EBRI Issue Brief

Reality Checks: A Comparative Analysis of Future Benefits from Private-Sector, Voluntary-Enrollment 401(k) Plans vs. Stylized, Final-Average-Pay Defined Benefit and Cash Balance Plans

Jun 28, 2013 52  pages

Summary

  • A rapidly growing public policy concern facing the United States is whether future generations of retired Americans, particularly those in the Baby Boomer and Gen X cohorts, will have adequate retirement incomes. There have been several policy studies in recent years that suggest that the decreasing relevance of defined benefit (DB) plans relative to defined contribution plans (such as 401(k)s) since the 1980s will have a negative impact on the percentage of future retirees who will achieve a specified level of retirement income adequacy.
  • This Issue Brief provides a direct comparison of the likely benefits under specific types of defined contribution (DC) and DB retirement plans.
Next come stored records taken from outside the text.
//! Namespace negotiation
//!
//! A proposal names the chains, methods and events it wants per namespace key. The
//! wallet approves the intersection with what its signing capability supports, and
//! refuses outright when a *required* item is not supported.

use crate::capability::{account_id, namespace_of, SigningCapability};
use crate::types::{Proposal, ProposalNamespace, SessionNamespace, SessionNamespaces};
use std::collections::{BTreeMap, BTreeSet};
use thiserror::Error;

#[derive(Error, Debug, Clone, PartialEq, Eq)]
pub enum NamespaceError {
    #[error("unsupported namespace: {0}")]
    UnsupportedNamespace(String),

    #[error("unsupported chains in {namespace}: {items:?}")]
    UnsupportedChains { namespace: String, items: Vec<String> },

    #[error("unsupported methods in {namespace}: {items:?}")]
    UnsupportedMethods { namespace: String, items: Vec<String> },

    #[error("unsupported events in {namespace}: {items:?}")]
    UnsupportedEvents { namespace: String, items: Vec<String> },

    #[error("no requested namespace overlaps what the wallet supports")]
    NoOverlap,
}

/// What the bound capability can serve, as session namespaces
pub fn supported_namespaces(capability: &dyn SigningCapability) -> SessionNamespaces {
    let chain = capability.chain_id();
    let account = account_id(&chain, &capability.current_account());

    let mut namespaces = SessionNamespaces::new();
    namespaces.insert(
        namespace_of(&chain).to_string(),
        SessionNamespace {
            chains: vec![chain.clone()],
            accounts: vec![account],
            methods: capability.supported_methods(),
            events: capability.supported_events(),
        },
    );
    namespaces
}

/// A requested namespace with chain-id keys (`"aleo:1"`) folded into `chains`
fn normalize(key: &str, requested: &ProposalNamespace) -> (String, ProposalNamespace) {
    let mut requested = requested.clone();
    if key.contains(':') {
        if requested.chains.is_empty() {
            requested.chains.push(key.to_string());
        }
        return (namespace_of(key).to_string(), requested);
    }
    (key.to_string(), requested)
}

fn missing(requested: &[String], supported: &[String]) -> Vec<String> {
    requested
        .iter()
        .filter(|item| !supported.contains(*item))
        .cloned()
        .collect()
}

/// Reject the proposal if any required namespace item is unsupported
fn check_required(
    proposal: &Proposal,
    supported: &SessionNamespaces,
) -> Result<(), NamespaceError> {
    for (key, requested) in &proposal.required_namespaces {
        let (namespace, requested) = normalize(key, requested);
        let available = supported
            .get(&namespace)
            .ok_or_else(|| NamespaceError::UnsupportedNamespace(key.clone()))?;

        let chains = missing(&requested.chains, &available.chains);
        if !chains.is_empty() {
            return Err(NamespaceError::UnsupportedChains {
                namespace,
                items: chains,
            });
        }
        let methods = missing(&requested.methods, &available.methods);
        if !methods.is_empty() {
            return Err(NamespaceError::UnsupportedMethods {
                namespace,
                items: methods,
            });
        }
        let events = missing(&requested.events, &available.events);
        if !events.is_empty() {
            return Err(NamespaceError::UnsupportedEvents {
                namespace,
                items: events,
            });
        }
    }
    Ok(())
}

/// Union of everything requested under one namespace key
#[derive(Default)]
struct Wanted {
    chains: BTreeSet<String>,
    methods: BTreeSet<String>,
    events: BTreeSet<String>,
}

/// Intersect the proposal's required and optional namespaces with `supported`
pub fn build_approved_namespaces(
    proposal: &Proposal,
    supported: &SessionNamespaces,
) -> Result<SessionNamespaces, NamespaceError> {
    check_required(proposal, supported)?;

    let mut wanted: BTreeMap<String, Wanted> = BTreeMap::new();
    for (key, requested) in proposal
        .required_namespaces
        .iter()
        .chain(proposal.optional_namespaces.iter())
    {
        let (namespace, requested) = normalize(key, requested);
        let entry = wanted.entry(namespace).or_default();
        entry.chains.extend(requested.chains);
        entry.methods.extend(requested.methods);
        entry.events.extend(requested.events);
    }

    let mut approved = SessionNamespaces::new();
    for (namespace, requested) in wanted {
        let Some(available) = supported.get(&namespace) else {
            continue;
        };

        let chains: Vec<String> = available
            .chains
            .iter()
            .filter(|chain| requested.chains.contains(*chain))
            .cloned()
            .collect();
        if chains.is_empty() {
            continue;
        }

        let accounts = available
            .accounts
            .iter()
            .filter(|account| {
                chains
                    .iter()
                    .any(|chain| account.starts_with(&format!("{}:", chain)))
            })
            .cloned()
            .collect();

        approved.insert(
            namespace,
            SessionNamespace {
                chains,
                accounts,
                methods: keep_requested(&available.methods, &requested.methods),
                events: keep_requested(&available.events, &requested.events),
            },
        );
    }

    if approved.is_empty() {
        return Err(NamespaceError::NoOverlap);
    }
    Ok(approved)
}

/// Supported items that were requested, in supported order
fn keep_requested(supported: &[String], requested: &BTreeSet<String>) -> Vec<String> {
    supported
        .iter()
        .filter(|item| requested.contains(*item))
        .cloned()
        .collect()
}

#[cfg(test)]
mod tests {
    use super::*;
    use crate::types::{PeerMetadata, ProposalNamespaces};

    fn strings(items: &[&str]) -> Vec<String> {
        items.iter().map(|s| s.to_string()).collect()
    }

    fn aleo_supported() -> SessionNamespaces {
        let mut supported = SessionNamespaces::new();
        supported.insert(
            "aleo".to_string(),
            SessionNamespace {
                chains: strings(&["aleo:1"]),
                accounts: strings(&["aleo:1:aleo1abc"]),
                methods: strings(&["aleo_sign", "aleo_decrypt"]),
                events: strings(&["accountSelected", "chainChanged"]),
            },
        );
        supported
    }

    fn proposal(required: ProposalNamespaces, optional: ProposalNamespaces) -> Proposal {
        Proposal {
            id: 1,
            proposer: PeerMetadata::default(),
            relays: Vec::new(),
            required_namespaces: required,
            optional_namespaces: optional,
            pairing_topic: "pairing".to_string(),
            verify_context: Default::default(),
        }
    }

    fn namespace(chains: &[&str], methods: &[&str], events: &[&str]) -> ProposalNamespace {
        ProposalNamespace {
            chains: strings(chains),
            methods: strings(methods),
            events: strings(events),
        }
    }

    #[test]
    fn approves_intersection() {
        let mut required = ProposalNamespaces::new();
        required.insert(
            "aleo".to_string(),
            namespace(&["aleo:1"], &["aleo_sign"], &["chainChanged"]),
        );

        let approved = build_approved_namespaces(&proposal(required, Default::default()), &aleo_supported())
            .unwrap();
        let aleo = &approved["aleo"];
        assert_eq!(aleo.chains, strings(&["aleo:1"]));
        assert_eq!(aleo.accounts, strings(&["aleo:1:aleo1abc"]));
        assert_eq!(aleo.methods, strings(&["aleo_sign"]));
        assert_eq!(aleo.events, strings(&["chainChanged"]));
    }

    #[test]
    fn optional_items_widen_the_approval() {
        let mut required = ProposalNamespaces::new();
        required.insert("aleo".to_string(), namespace(&["aleo:1"], &["aleo_sign"], &[]));
        let mut optional = ProposalNamespaces::new();
        optional.insert(
            "aleo".to_string(),
            namespace(&["aleo:1"], &["aleo_decrypt", "aleo_unknown"], &["accountSelected"]),
        );

        let approved =
            build_approved_namespaces(&proposal(required, optional), &aleo_supported()).unwrap();
        assert_eq!(approved["aleo"].methods, strings(&["aleo_sign", "aleo_decrypt"]));
        assert_eq!(approved["aleo"].events, strings(&["accountSelected"]));
    }

    #[test]
    fn chain_keyed_namespace_is_accepted() {
        let mut required = ProposalNamespaces::new();
        required.insert("aleo:1".to_string(), namespace(&[], &["aleo_sign"], &[]));

        let approved = build_approved_namespaces(&proposal(required, Default::default()), &aleo_supported())
            .unwrap();
        assert_eq!(approved["aleo"].chains, strings(&["aleo:1"]));
    }

    #[test]
    fn unsupported_required_method_fails() {
        let mut required = ProposalNamespaces::new();
        required.insert(
            "aleo".to_string(),
            namespace(&["aleo:1"], &["aleo_transfer"], &[]),
        );

        let err = build_approved_namespaces(&proposal(required, Default::default()), &aleo_supported())
            .unwrap_err();
        assert_eq!(
            err,
            NamespaceError::UnsupportedMethods {
                namespace: "aleo".to_string(),
                items: strings(&["aleo_transfer"]),
            }
        );
    }

    #[test]
    fn unsupported_required_namespace_fails() {
        let mut required = ProposalNamespaces::new();
        required.insert("eip155".to_string(), namespace(&["eip155:1"], &["eth_sign"], &[]));

        let err = build_approved_namespaces(&proposal(required, Default::default()), &aleo_supported())
            .unwrap_err();
        assert_eq!(err, NamespaceError::UnsupportedNamespace("eip155".to_string()));
    }

    #[test]
    fn unsupported_required_chain_fails() {
        let mut required = ProposalNamespaces::new();
        required.insert("aleo".to_string(), namespace(&["aleo:2"], &[], &[]));

        let err = build_approved_namespaces(&proposal(required, Default::default()), &aleo_supported())
            .unwrap_err();
        assert!(matches!(err, NamespaceError::UnsupportedChains { .. }));
    }

    #[test]
    fn nothing_in_common_fails() {
        let mut optional = ProposalNamespaces::new();
        optional.insert("eip155".to_string(), namespace(&["eip155:1"], &["eth_sign"], &[]));

        let err = build_approved_namespaces(&proposal(Default::default(), optional), &aleo_supported())
            .unwrap_err();
        assert_eq!(err, NamespaceError::NoOverlap);
    }
}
The DC plans modeled in this analysis represent voluntary enrollment (VE) 401(k) plans, while the DB plans are represented by two stylized plans: a high-three-year, final-average defined benefit plan and a cash balance plan.
  • The results presented in this Issue Brief show that if historical rates of return are assumed as well as annuity purchase prices reflecting average bond rates over the last 27 years, the median pairwise comparisons result in a strong outcome advantage for VE 401(k) plans over both the stylized, final-average DB plan and the stylized cash balance plan.
  • When the robustness of these findings are subjected to various “stress tests” by reducing the rate of return assumptions by 200 basis points and increasing the annuity purchase price to reflect today’s bond rates, results show that in many cases the VE 401(k) plans lose their comparative advantage to the stylized, final-average DB plans (at least at the median) for lower-paid employees; however, VE 401(k) plans’ median advantages over the stylized cash balance plans remain in force.
  • When the simulation results are subjected to both stresses simultaneously, virtually all of the median differences between the VE 401(k) plans and the stylized, final-average DB plan are reversed, regardless of income quartile. However, even in this scenario, based on the median differences, virtually all of the participants will do better in the VE 401(k) plans than the stylized cash balance plan.